[Opening Data listing section]

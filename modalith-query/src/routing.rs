// Copyright 2025 Modalith (https://github.com/modalith)
//
// This program is free software: you can redistribute it and/or modify
// it under the terms of the GNU Affero General Public License as published by
// the Free Software Foundation, either version 3 of the License, or
// (at your option) any later version.
//
// This program is distributed in the hope that it will be useful,
// but WITHOUT ANY WARRANTY; without even the implied warranty of
// MERCHANTABILITY or FITNESS FOR A PARTICULAR PURPOSE. See the
// GNU Affero General Public License for more details.
//
// You should have received a copy of the GNU Affero General Public License
// along with this program. If not, see <https://www.gnu.org/licenses/>.

//! Query tier routing.
//!
//! A pure decision over the request shape: an explicit override wins, `auto`
//! mode routes multimodal requests to the gpu tier, everything else lands on
//! the default tier. The decision is recorded in the request trace.

use std::collections::BTreeSet;

use modalith_core::Modality;
use serde::{Deserialize, Serialize};

#[derive(Debug, Clone, Default, PartialEq, Eq)]
pub struct RoutingContext {
    pub has_text: bool,
    pub has_image: bool,
    pub modalities: BTreeSet<Modality>,
}

#[derive(Debug, Clone, PartialEq, Eq)]
pub struct RoutingDecision {
    pub tier: String,
    pub reason: &'static str,
}

#[derive(Debug, Clone, PartialEq, Eq, Serialize, Deserialize)]
pub struct RoutingConfig {
    /// `cpu` (pinned) or `auto`.
    pub mode: String,
    pub default_tier: String,
    pub tier_override: Option<String>,
}

impl Default for RoutingConfig {
    fn default() -> Self {
        Self {
            mode: "cpu".to_string(),
            default_tier: "cpu".to_string(),
            tier_override: None,
        }
    }
}

impl RoutingConfig {
    pub fn from_env() -> Self {
        let clean = |raw: String| raw.trim().to_ascii_lowercase();
        Self {
            mode: std::env::var("QUERY_ROUTING_MODE")
                .map(clean)
                .unwrap_or_else(|_| "cpu".into()),
            default_tier: std::env::var("QUERY_TIER_DEFAULT")
                .map(clean)
                .unwrap_or_else(|_| "cpu".into()),
            tier_override: std::env::var("QUERY_TIER_OVERRIDE")
                .ok()
                .map(|raw| raw.trim().to_ascii_lowercase())
                .filter(|raw| !raw.is_empty()),
        }
    }
}

pub fn select_query_tier(config: &RoutingConfig, context: &RoutingContext) -> RoutingDecision {
    if let Some(tier) = &config.tier_override {
        return RoutingDecision {
            tier: tier.clone(),
            reason: "override",
        };
    }
    if config.mode != "auto" {
        return RoutingDecision {
            tier: config.default_tier.clone(),
            reason: "default",
        };
    }
    let multimodal = context.has_image
        || context.modalities.contains(&Modality::Image)
        || context.modalities.contains(&Modality::Audio);
    if multimodal {
        return RoutingDecision {
            tier: "gpu".to_string(),
            reason: "multimodal",
        };
    }
    RoutingDecision {
        tier: config.default_tier.clone(),
        reason: "text-only",
    }
}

[Closing Data listing section]

Reproduce every entry shown above, precisely as it stands.

filename modalith-query/src/routing.rs
// Copyright 2025 Modalith (https://github.com/modalith)
//
// This program is free software: you can redistribute it and/or modify
// it under the terms of the GNU Affero General Public License as published by
// the Free Software Foundation, either version 3 of the License, or
// (at your option) any later version.
//
// This program is distributed in the hope that it will be useful,
// but WITHOUT ANY WARRANTY; without even the implied warranty of
// MERCHANTABILITY or FITNESS FOR A PARTICULAR PURPOSE. See the
// GNU Affero General Public License for more details.
//
// You should have received a copy of the GNU Affero General Public License
// along with this program. If not, see <https://www.gnu.org/licenses/>.

//! Query tier routing.
//!
//! A pure decision over the request shape: an explicit override wins, `auto`
//! mode routes multimodal requests to the gpu tier, everything else lands on
//! the default tier. The decision is recorded in the request trace.

use std::collections::BTreeSet;

use modalith_core::Modality;
use serde::{Deserialize, Serialize};

#[derive(Debug, Clone, Default, PartialEq, Eq)]
pub struct RoutingContext {
    pub has_text: bool,
    pub has_image: bool,
    pub modalities: BTreeSet<Modality>,
}

#[derive(Debug, Clone, PartialEq, Eq)]
pub struct RoutingDecision {
    pub tier: String,
    pub reason: &'static str,
}

#[derive(Debug, Clone, PartialEq, Eq, Serialize, Deserialize)]
pub struct RoutingConfig {
    /// `cpu` (pinned) or `auto`.
    pub mode: String,
    pub default_tier: String,
    pub tier_override: Option<String>,
}

impl Default for RoutingConfig {
    fn default() -> Self {
        Self {
            mode: "cpu".to_string(),
            default_tier: "cpu".to_string(),
            tier_override: None,
        }
    }
}

impl RoutingConfig {
    pub fn from_env() -> Self {
        let clean = |raw: String| raw.trim().to_ascii_lowercase();
        Self {
            mode: std::env::var("QUERY_ROUTING_MODE")
                .map(clean)
                .unwrap_or_else(|_| "cpu".into()),
            default_tier: std::env::var("QUERY_TIER_DEFAULT")
                .map(clean)
                .unwrap_or_else(|_| "cpu".into()),
            tier_override: std::env::var("QUERY_TIER_OVERRIDE")
                .ok()
                .map(|raw| raw.trim().to_ascii_lowercase())
                .filter(|raw| !raw.is_empty()),
        }
    }
}

pub fn select_query_tier(config: &RoutingConfig, context: &RoutingContext) -> RoutingDecision {
    if let Some(tier) = &config.tier_override {
        return RoutingDecision {
            tier: tier.clone(),
            reason: "override",
        };
    }
    if config.mode != "auto" {
        return RoutingDecision {
            tier: config.default_tier.clone(),
            reason: "default",
        };
    }
    let multimodal = context.has_image
        || context.modalities.contains(&Modality::Image)
        || context.modalities.contains(&Modality::Audio);
    if multimodal {
        return RoutingDecision {
            tier: "gpu".to_string(),
            reason: "multimodal",
        };
    }
    RoutingDecision {
        tier: config.default_tier.clone(),
        reason: "text-only",
    }
}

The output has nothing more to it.